◆ Task directions
A stretch of the entries below is to be set down exactly, running from the line with "pub fn default_location()" through the line with "pub struct PatchMeta", both included, and no other line.

◆ Given records
// Host editor collaborator of the patch selector

use std::path::{Path, PathBuf};

/// Overlays the patch selector can ask the editor to open
#[derive(Debug, Clone, Copy, PartialEq, Eq, Hash)]
pub enum OverlayKind {
    PatchBrowser,
    SavePatch,
}

/// File chooser parameters
#[derive(Debug, Clone, PartialEq, Eq)]
pub struct FileChooserRequest {
    pub title: String,
    pub start_dir: PathBuf,
    /// Glob such as "*.fxp"
    pub pattern: String,
}

impl FileChooserRequest {
    /// Extension part of the pattern ("*.fxp" -> "fxp")
    pub fn extension(&self) -> &str {
        self.pattern.trim_start_matches("*.")
    }
}

/// The editor window hosting the patch selector
pub trait EditorHost {
    fn show_overlay(&mut self, overlay: OverlayKind);

    fn close_overlay(&mut self, overlay: OverlayKind);

    /// Let the user pick files; empty when cancelled
    fn launch_file_chooser(&mut self, request: FileChooserRequest) -> Vec<PathBuf>;

    /// Load a patch file on the next editor idle
    fn queue_patch_file_load(&mut self, path: &Path);

    /// Manual page for a special help topic, relative or absolute
    fn help_url_for_special(&self, special: &str) -> Option<String>;

    fn fully_resolved_help_url(&self, url: &str) -> String;

    fn open_file_or_folder(&mut self, path: &Path);

    fn open_url(&mut self, url: &str);

    /// Middle click on a control
    fn control_modifier_clicked(&mut self);
}
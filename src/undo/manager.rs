// UndoManager - undo/redo stacks for editor edits

use crate::undo::edit::{
    FxSwap, MacroChange, ModulationChange, OscillatorSwap, ParameterChange, UndoableEdit,
};
use crate::undo::target::{ModSource, ParamValue, UndoTarget};
use crate::undo::{UndoError, UndoResult};
use std::collections::VecDeque;
use std::sync::{Arc, Mutex};

/// Default maximum number of edits to keep in history
const DEFAULT_MAX_HISTORY: usize = 100;

/// Editor handle shared between the editor UI and the undo manager
pub type SharedEditor = Arc<Mutex<dyn UndoTarget + Send>>;

/// Records edits and replays them backwards / forwards
///
/// Push calls record the value an edit is about to overwrite. `undo()` pops
/// the latest record, stores the current state of the same target on the redo
/// stack and restores the record; `redo()` is the mirror image.
///
/// A new push clears the redo stack. The undo stack is bounded, the oldest
/// record is dropped when the limit is reached.
pub struct UndoManager {
    editor: SharedEditor,

    /// Most recent at the back
    undo_stack: VecDeque<Box<dyn UndoableEdit>>,

    /// Most recent at the back
    redo_stack: VecDeque<Box<dyn UndoableEdit>>,

    max_history: usize,
}

impl UndoManager {
    pub fn new(editor: SharedEditor) -> Self {
        Self::with_capacity(editor, DEFAULT_MAX_HISTORY)
    }

    pub fn with_capacity(editor: SharedEditor, max_history: usize) -> Self {
        Self {
            editor,
            undo_stack: VecDeque::with_capacity(max_history),
            redo_stack: VecDeque::with_capacity(max_history),
            max_history: max_history.max(1),
        }
    }

    /// Rebind to a new editor instance, keeping the history
    pub fn reset_editor(&mut self, editor: SharedEditor) {
        log::debug!(
            "Undo manager rebound to new editor ({} undo, {} redo)",
            self.undo_stack.len(),
            self.redo_stack.len()
        );
        self.editor = editor;
    }

    /// Record the value `param_id` had before the edit
    pub fn push_parameter_change(&mut self, param_id: usize, value: ParamValue) {
        self.push(Box::new(ParameterChange::new(param_id, value)));
    }

    pub fn push_macro_change(&mut self, macro_id: usize, value: f32) {
        self.push(Box::new(MacroChange::new(macro_id, value)));
    }

    pub fn push_modulation_change(
        &mut self,
        param_id: usize,
        source: ModSource,
        scene: usize,
        index: usize,
        depth: f32,
    ) {
        self.push(Box::new(ModulationChange::new(
            param_id, source, scene, index, depth,
        )));
    }

    /// Snapshot an oscillator before it is swapped
    pub fn push_oscillator(&mut self, scene: usize, osc: usize) {
        match self.with_editor(|editor| editor.oscillator(scene, osc)) {
            Ok(snapshot) => self.push(Box::new(OscillatorSwap::new(scene, osc, snapshot))),
            Err(e) => log::warn!("Not recording oscillator swap: {}", e),
        }
    }

    /// Snapshot an FX slot before it is swapped
    pub fn push_fx(&mut self, slot: usize) {
        match self.with_editor(|editor| editor.fx(slot)) {
            Ok(snapshot) => self.push(Box::new(FxSwap::new(slot, snapshot))),
            Err(e) => log::warn!("Not recording FX swap: {}", e),
        }
    }

    fn push(&mut self, edit: Box<dyn UndoableEdit>) {
        self.undo_stack.push_back(edit);

        // New timeline
        self.redo_stack.clear();

        if self.undo_stack.len() > self.max_history {
            self.undo_stack.pop_front();
        }
    }

    fn with_editor<T>(
        &self,
        f: impl FnOnce(&mut (dyn UndoTarget + Send)) -> UndoResult<T>,
    ) -> UndoResult<T> {
        let mut editor = self.editor.lock().map_err(|_| UndoError::EditorUnavailable)?;
        f(&mut *editor)
    }

    /// Capture the current state for `edit`'s target, then apply `edit`
    fn swap(&self, edit: &dyn UndoableEdit) -> UndoResult<Box<dyn UndoableEdit>> {
        self.with_editor(|editor| {
            let inverse = edit.capture_current(&*editor)?;
            edit.apply(editor)?;
            Ok(inverse)
        })
    }

    /// Undo the last edit; false if there is nothing to undo or it failed
    pub fn undo(&mut self) -> bool {
        let Some(edit) = self.undo_stack.pop_back() else {
            return false;
        };

        match self.swap(edit.as_ref()) {
            Ok(inverse) => {
                log::debug!("Undo: {}", edit.description());
                self.redo_stack.push_back(inverse);
                if self.redo_stack.len() > self.max_history {
                    self.redo_stack.pop_front();
                }
                true
            }
            Err(e) => {
                log::warn!("Undo of '{}' failed: {}", edit.description(), e);
                false
            }
        }
    }

    /// Redo the last undone edit; false if there is nothing to redo or it failed
    pub fn redo(&mut self) -> bool {
        let Some(edit) = self.redo_stack.pop_back() else {
            return false;
        };

        match self.swap(edit.as_ref()) {
            Ok(inverse) => {
                log::debug!("Redo: {}", edit.description());
                self.undo_stack.push_back(inverse);
                if self.undo_stack.len() > self.max_history {
                    self.undo_stack.pop_front();
                }
                true
            }
            Err(e) => {
                log::warn!("Redo of '{}' failed: {}", edit.description(), e);
                false
            }
        }
    }

    pub fn can_undo(&self) -> bool {
        !self.undo_stack.is_empty()
    }

    pub fn can_redo(&self) -> bool {
        !self.redo_stack.is_empty()
    }

    pub fn undo_description(&self) -> Option<String> {
        self.undo_stack.back().map(|edit| edit.description())
    }

    pub fn redo_description(&self) -> Option<String> {
        self.redo_stack.back().map(|edit| edit.description())
    }

    /// Clear all history
    pub fn clear(&mut self) {
        self.undo_stack.clear();
        self.redo_stack.clear();
    }

    pub fn undo_count(&self) -> usize {
        self.undo_stack.len()
    }

    pub fn redo_count(&self) -> usize {
        self.redo_stack.len()
    }

    /// Log both stacks, most recent first
    pub fn dump_stack(&self) {
        log::debug!("Undo stack ({} entries):", self.undo_stack.len());
        for (i, edit) in self.undo_stack.iter().rev().enumerate() {
            log::debug!("  [{}] {}", i, edit.description());
        }
        log::debug!("Redo stack ({} entries):", self.redo_stack.len());
        for (i, edit) in self.redo_stack.iter().rev().enumerate() {
            log::debug!("  [{}] {}", i, edit.description());
        }
    }
}

#[cfg(test)]
mod tests {
    use super::*;
    use crate::undo::target::{FxSnapshot, ModulationKey, OscillatorSnapshot, SynthState};

    fn create_editor() -> (Arc<Mutex<SynthState>>, SharedEditor) {
        let state = Arc::new(Mutex::new(SynthState::new(16)));
        let editor: SharedEditor = state.clone();
        (state, editor)
    }

    #[test]
    fn test_parameter_undo_redo_round_trip() {
        let (state, editor) = create_editor();
        let mut manager = UndoManager::new(editor);

        // User drags parameter 3 from 0.0 to 0.7
        manager.push_parameter_change(3, ParamValue::Float(0.0));
        state.lock().unwrap().set_parameter(3, ParamValue::Float(0.7)).unwrap();

        assert!(manager.undo());
        assert_eq!(state.lock().unwrap().parameter(3).unwrap(), ParamValue::Float(0.0));
        assert_eq!(manager.redo_count(), 1);

        assert!(manager.redo());
        assert_eq!(state.lock().unwrap().parameter(3).unwrap(), ParamValue::Float(0.7));
        assert_eq!(manager.undo_count(), 1);
    }

    #[test]
    fn test_macro_and_modulation_round_trip() {
        let (state, editor) = create_editor();
        let mut manager = UndoManager::new(editor);

        manager.push_macro_change(2, 0.0);
        state.lock().unwrap().set_macro_value(2, 0.9).unwrap();

        manager.push_modulation_change(5, ModSource::VoiceLfo(0), 0, 0, 0.0);
        let key = ModulationKey {
            param_id: 5,
            source: ModSource::VoiceLfo(0),
            scene: 0,
            index: 0,
        };
        state.lock().unwrap().set_modulation(key, 0.4).unwrap();

        assert!(manager.undo());
        assert_eq!(state.lock().unwrap().modulation(key).unwrap(), 0.0);
        assert!(manager.undo());
        assert_eq!(state.lock().unwrap().macro_value(2).unwrap(), 0.0);

        assert!(manager.redo());
        assert_eq!(state.lock().unwrap().macro_value(2).unwrap(), 0.9);
        assert!(manager.redo());
        assert_eq!(state.lock().unwrap().modulation(key).unwrap(), 0.4);
    }

    #[test]
    fn test_oscillator_and_fx_snapshots() {
        let (state, editor) = create_editor();
        let mut manager = UndoManager::new(editor);

        manager.push_oscillator(0, 1);
        state.lock().unwrap().oscillators[0][1] = OscillatorSnapshot {
            osc_type: 4,
            params: vec![ParamValue::Int(2)],
        };

        manager.push_fx(3);
        state.lock().unwrap().fx[3] = FxSnapshot {
            fx_type: 7,
            params: vec![0.5, 0.25],
        };

        assert!(manager.undo());
        assert_eq!(state.lock().unwrap().fx[3], FxSnapshot::default());
        assert!(manager.undo());
        assert_eq!(state.lock().unwrap().oscillators[0][1], OscillatorSnapshot::default());

        assert!(manager.redo());
        assert_eq!(state.lock().unwrap().oscillators[0][1].osc_type, 4);
    }

    #[test]
    fn test_push_clears_redo_stack() {
        let (_state, editor) = create_editor();
        let mut manager = UndoManager::new(editor);

        manager.push_macro_change(0, 0.1);
        assert!(manager.undo());
        assert!(manager.can_redo());

        manager.push_macro_change(0, 0.2);
        assert!(!manager.can_redo());
        assert_eq!(manager.redo_count(), 0);
    }

    #[test]
    fn test_history_limit() {
        let (_state, editor) = create_editor();
        let mut manager = UndoManager::with_capacity(editor, 3);

        for i in 0..5 {
            manager.push_macro_change(0, i as f32);
        }

        assert_eq!(manager.undo_count(), 3);
    }

    #[test]
    fn test_empty_stacks_return_false() {
        let (_state, editor) = create_editor();
        let mut manager = UndoManager::new(editor);

        assert!(!manager.undo());
        assert!(!manager.redo());
    }

    #[test]
    fn test_failed_undo_discards_record() {
        let (_state, editor) = create_editor();
        let mut manager = UndoManager::new(editor);

        manager.push_parameter_change(999, ParamValue::Int(1));
        assert!(!manager.undo());
        assert!(!manager.can_undo());
        assert!(!manager.can_redo());
    }

    #[test]
    fn test_reset_editor_keeps_history() {
        let (_old_state, old_editor) = create_editor();
        let mut manager = UndoManager::new(old_editor);
        manager.push_macro_change(1, 0.3);

        let (new_state, new_editor) = create_editor();
        new_state.lock().unwrap().set_macro_value(1, 0.8).unwrap();
        manager.reset_editor(new_editor);

        assert_eq!(manager.undo_count(), 1);
        assert!(manager.undo());
        assert_eq!(new_state.lock().unwrap().macro_value(1).unwrap(), 0.3);
    }

    #[test]
    fn test_descriptions() {
        let (_state, editor) = create_editor();
        let mut manager = UndoManager::new(editor);

        manager.push_macro_change(0, 0.5);
        assert_eq!(manager.undo_description().as_deref(), Some("Macro 1 to 0.500"));
        assert_eq!(manager.redo_description(), None);
    }
}
// Patch library - scans the factory, third party and user patch folders

use crate::messaging::{Notification, NotificationCategory};
use crate::patch::database::{PatchDatabase, PatchDb, PatchRecord};
use crate::patch::defaults::{InitialPatch, UserDefaultKey, UserDefaults};
use crate::patch::types::{CATEGORY_SEPARATOR_STR, CatalogBuilder, CategoryKind, PatchCatalog, PatchInfo};
use crate::patch::{APP_DIR_NAME, PatchStorage, StorageResult};
use std::collections::VecDeque;
use std::path::{Path, PathBuf};
use walkdir::WalkDir;

/// Patch file extension
pub const PATCH_EXTENSION: &str = "fxp";

/// Maximum number of unread error notifications kept
const MAX_PENDING_ERRORS: usize = 32;

/// Folder layout of a patch library
#[derive(Debug, Clone, PartialEq, Eq)]
pub struct LibraryPaths {
    pub data: PathBuf,
    pub user: PathBuf,
}

impl LibraryPaths {
    pub fn new(data: impl Into<PathBuf>, user: impl Into<PathBuf>) -> Self {
        Self {
            data: data.into(),
            user: user.into(),
        }
    }

    /// Data under the platform data dir, user patches under Documents
    pub fn default_location() -> Option<Self> {
        let data = dirs::data_dir()?.join(APP_DIR_NAME);
        let user = dirs::document_dir()
            .unwrap_or_else(|| data.clone())
            .join(APP_DIR_NAME)
            .join("Patches");
        Some(Self::new(data, user))
    }

    pub fn factory(&self) -> PathBuf {
        self.data.join("patches_factory")
    }

    pub fn third_party(&self) -> PathBuf {
        self.data.join("patches_3rdparty")
    }

    fn roots(&self) -> [(CategoryKind, PathBuf); 3] {
        [
            (CategoryKind::Factory, self.factory()),
            (CategoryKind::ThirdParty, self.third_party()),
            (CategoryKind::User, self.user.clone()),
        ]
    }
}

/// Category a patch file at the top of a root folder lands in
fn root_category_name(kind: CategoryKind) -> &'static str {
    match kind {
        CategoryKind::Factory => "Factory",
        CategoryKind::ThirdParty => "Third Party",
        CategoryKind::User => "User",
    }
}

/// Metadata stored in the XML part of a patch file
#[derive(Debug, Clone, Default, PartialEq, Eq)]
pub struct PatchMeta {
    pub author: String,
    pub comment: String,
}

/// Pull `author` and `comment` out of the first `<meta .../>` element
pub fn read_patch_meta(bytes: &[u8]) -> PatchMeta {
    let text = String::from_utf8_lossy(bytes);
    let Some(start) = text.find("<meta ") else {
        return PatchMeta::default();
    };
    let element = match text[start..].find('>') {
        Some(end) => &text[start..start + end],
        None => &text[start..],
    };

    PatchMeta {
        author: xml_attribute(element, "author").unwrap_or_default(),
        comment: xml_attribute(element, "comment").unwrap_or_default(),
    }
}

fn xml_attribute(element: &str, name: &str) -> Option<String> {
    let needle = format!(" {}=\"", name);
    let start = element.find(&needle)? + needle.len();
    let end = element[start..].find('"')? + start;
    Some(
        element[start..end]
            .replace("&lt;", "<")
            .replace("&gt;", ">")
            .replace("&quot;", "\"")
            .replace("&apos;", "'")
            .replace("&#10;", "\n")
            .replace("&amp;", "&"),
    )
}

/// Scan the three patch roots into a catalog
///
/// Every directory becomes a category, nested ones named with `/`. Missing
/// roots are skipped.
pub fn scan_library(paths: &LibraryPaths, defaults: &UserDefaults) -> StorageResult<PatchCatalog> {
    let mut builder = CatalogBuilder::new();

    for (kind, root) in paths.roots() {
        if !root.is_dir() {
            log::debug!("Patch root {} not found, skipping", root.display());
            continue;
        }

        let walker = WalkDir::new(&root)
            .min_depth(1)
            .follow_links(true)
            .sort_by_file_name();

        for entry in walker {
            // An unreadable root fails the scan, a bad entry below it is skipped
            let entry = match entry {
                Ok(entry) => entry,
                Err(e) if e.depth() == 0 => return Err(e.into()),
                Err(e) => {
                    log::warn!("Skipping unreadable entry under {}: {}", root.display(), e);
                    continue;
                }
            };
            let path = entry.path();
            let relative = path.strip_prefix(&root).unwrap_or(path);

            if entry.file_type().is_dir() {
                builder.add_category(kind, &category_name(relative));
                continue;
            }

            if path.extension().and_then(|e| e.to_str()) != Some(PATCH_EXTENSION) {
                continue;
            }

            let Some(name) = path.file_stem().and_then(|s| s.to_str()) else {
                continue;
            };

            let category = match relative.parent() {
                Some(parent) if !parent.as_os_str().is_empty() => category_name(parent),
                _ => root_category_name(kind).to_string(),
            };

            let meta = std::fs::read(path)
                .map(|bytes| read_patch_meta(&bytes))
                .unwrap_or_default();

            let info = PatchInfo {
                name: name.to_string(),
                path: path.to_path_buf(),
                author: meta.author,
                comment: meta.comment,
                is_favorite: defaults.is_favorite(path),
            };
            builder.add_patch(kind, &category, info);
        }
    }

    Ok(builder.build())
}

fn category_name(relative: &Path) -> String {
    relative
        .components()
        .map(|c| c.as_os_str().to_string_lossy())
        .collect::<Vec<_>>()
        .join(CATEGORY_SEPARATOR_STR)
}

/// File-system backed `PatchStorage`
pub struct PatchLibrary {
    paths: LibraryPaths,
    catalog: PatchCatalog,
    defaults: UserDefaults,
    db: PatchDb,
    db_indexed: bool,
    errors: VecDeque<Notification>,
}

impl PatchLibrary {
    /// Scan `paths` and build the library
    pub fn open(paths: LibraryPaths, defaults: UserDefaults) -> StorageResult<Self> {
        let catalog = scan_library(&paths, &defaults)?;
        log::info!(
            "Patch library: {} patches in {} categories",
            catalog.patches.len(),
            catalog.categories.len()
        );
        Ok(Self::from_catalog(catalog, paths, defaults))
    }

    /// Library over an already built catalog, without scanning
    pub fn from_catalog(catalog: PatchCatalog, paths: LibraryPaths, defaults: UserDefaults) -> Self {
        Self {
            paths,
            catalog,
            defaults,
            db: PatchDb::new(),
            db_indexed: false,
            errors: VecDeque::new(),
        }
    }

    /// Drain errors reported since the last call
    pub fn take_errors(&mut self) -> Vec<Notification> {
        self.errors.drain(..).collect()
    }

    fn records(&self) -> Vec<PatchRecord> {
        self.catalog
            .patches
            .iter()
            .map(|p| PatchRecord {
                file: p.path.clone(),
                name: p.name.clone(),
                cat: self
                    .catalog
                    .categories
                    .get(p.category)
                    .map(|c| c.name.clone())
                    .unwrap_or_default(),
                author: p.author.clone(),
            })
            .collect()
    }
}

impl PatchStorage for PatchLibrary {
    fn catalog(&self) -> &PatchCatalog {
        &self.catalog
    }

    fn set_patch_favorite(&mut self, patch: usize, favorite: bool) {
        let Some(entry) = self.catalog.patches.get_mut(patch) else {
            return;
        };
        entry.is_favorite = favorite;

        if let Err(e) = self.defaults.set_favorite(&entry.path, favorite) {
            log::warn!("Failed to persist favorite flag: {}", e);
        }
    }

    fn user_default(&self, key: UserDefaultKey) -> Option<String> {
        self.defaults.get(key).map(str::to_string)
    }

    fn update_user_default(&mut self, key: UserDefaultKey, value: &str) {
        if let Err(e) = self.defaults.set(key, value) {
            log::warn!("Failed to persist user default {}: {}", key.name(), e);
        }
    }

    fn user_default_path(&self, key: UserDefaultKey, fallback: &Path) -> PathBuf {
        self.defaults.get_path(key, fallback)
    }

    fn update_user_default_path(&mut self, key: UserDefaultKey, path: &Path) {
        if let Err(e) = self.defaults.set_path(key, path) {
            log::warn!("Failed to persist user default {}: {}", key.name(), e);
        }
    }

    fn report_error(&mut self, message: &str, title: &str) {
        log::warn!("{}: {}", title, message);
        self.errors.push_back(Notification::error(
            NotificationCategory::Storage,
            title.to_string(),
            message.to_string(),
        ));
        if self.errors.len() > MAX_PENDING_ERRORS {
            self.errors.pop_front();
        }
    }

    fn refresh_patch_list(&mut self) {
        match scan_library(&self.paths, &self.defaults) {
            Ok(catalog) => {
                log::info!("Rescanned patch library: {} patches", catalog.patches.len());
                self.catalog = catalog;
                if self.db_indexed {
                    self.db.clear();
                    self.db.enqueue(self.records());
                }
            }
            Err(e) => self.report_error(&e.to_string(), "Patch Library Error"),
        }
    }

    fn initialize_patch_db(&mut self) {
        self.db.initialize();
        if !self.db_indexed {
            self.db_indexed = true;
            self.db.enqueue(self.records());
        }
    }

    fn patch_db(&self) -> &dyn PatchDatabase {
        &self.db
    }

    fn user_patches_path(&self) -> &Path {
        &self.paths.user
    }

    fn data_path(&self) -> &Path {
        &self.paths.data
    }

    fn initial_patch(&self) -> InitialPatch {
        self.defaults.initial_patch()
    }
}
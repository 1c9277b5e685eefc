use mymusic_patch_editor::patch::APP_DIR_NAME;
use mymusic_patch_editor::{LibraryPaths, PatchEditorApp, PatchLibrary, UserDefaults};
use std::path::PathBuf;

fn main() {
    env_logger::Builder::from_env(env_logger::Env::default().default_filter_or("info")).init();

    log::info!("=== MyMusic Patch Editor ===");

    // Optional argument: data folder holding patches_factory / patches_3rdparty
    let paths = match std::env::args().nth(1).map(PathBuf::from) {
        Some(data) => {
            let user = data.join("patches_user");
            LibraryPaths::new(data, user)
        }
        None => match LibraryPaths::default_location() {
            Some(paths) => paths,
            None => {
                log::error!("Could not determine the {} data folder", APP_DIR_NAME);
                return;
            }
        },
    };
    log::info!("Data folder: {}", paths.data.display());
    log::info!("User patches: {}", paths.user.display());

    let defaults = match UserDefaults::default_location() {
        Some(path) => UserDefaults::load(path),
        None => UserDefaults::in_memory(),
    };

    let library = match PatchLibrary::open(paths, defaults) {
        Ok(library) => library,
        Err(e) => {
            log::error!("Failed to open patch library: {}", e);
            return;
        }
    };

    let native_options = eframe::NativeOptions {
        viewport: egui::ViewportBuilder::default()
            .with_inner_size([720.0, 520.0])
            .with_title("MyMusic Patch Editor"),
        ..Default::default()
    };

    if let Err(e) = eframe::run_native(
        "MyMusic Patch Editor",
        native_options,
        Box::new(|_cc| Ok(Box::new(PatchEditorApp::new(library)))),
    ) {
        log::error!("Editor window failed: {}", e);
    }
}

◆ Solution
    pub fn default_location() -> Option<Self> {
        let data = dirs::data_dir()?.join(APP_DIR_NAME);
        let user = dirs::document_dir()
            .unwrap_or_else(|| data.clone())
            .join(APP_DIR_NAME)
            .join("Patches");
        Some(Self::new(data, user))
    }

    pub fn factory(&self) -> PathBuf {
        self.data.join("patches_factory")
    }

    pub fn third_party(&self) -> PathBuf {
        self.data.join("patches_3rdparty")
    }

    fn roots(&self) -> [(CategoryKind, PathBuf); 3] {
        [
            (CategoryKind::Factory, self.factory()),
            (CategoryKind::ThirdParty, self.third_party()),
            (CategoryKind::User, self.user.clone()),
        ]
    }
}

/// Category a patch file at the top of a root folder lands in
fn root_category_name(kind: CategoryKind) -> &'static str {
    match kind {
        CategoryKind::Factory => "Factory",
        CategoryKind::ThirdParty => "Third Party",
        CategoryKind::User => "User",
    }
}

/// Metadata stored in the XML part of a patch file
#[derive(Debug, Clone, Default, PartialEq, Eq)]
pub struct PatchMeta {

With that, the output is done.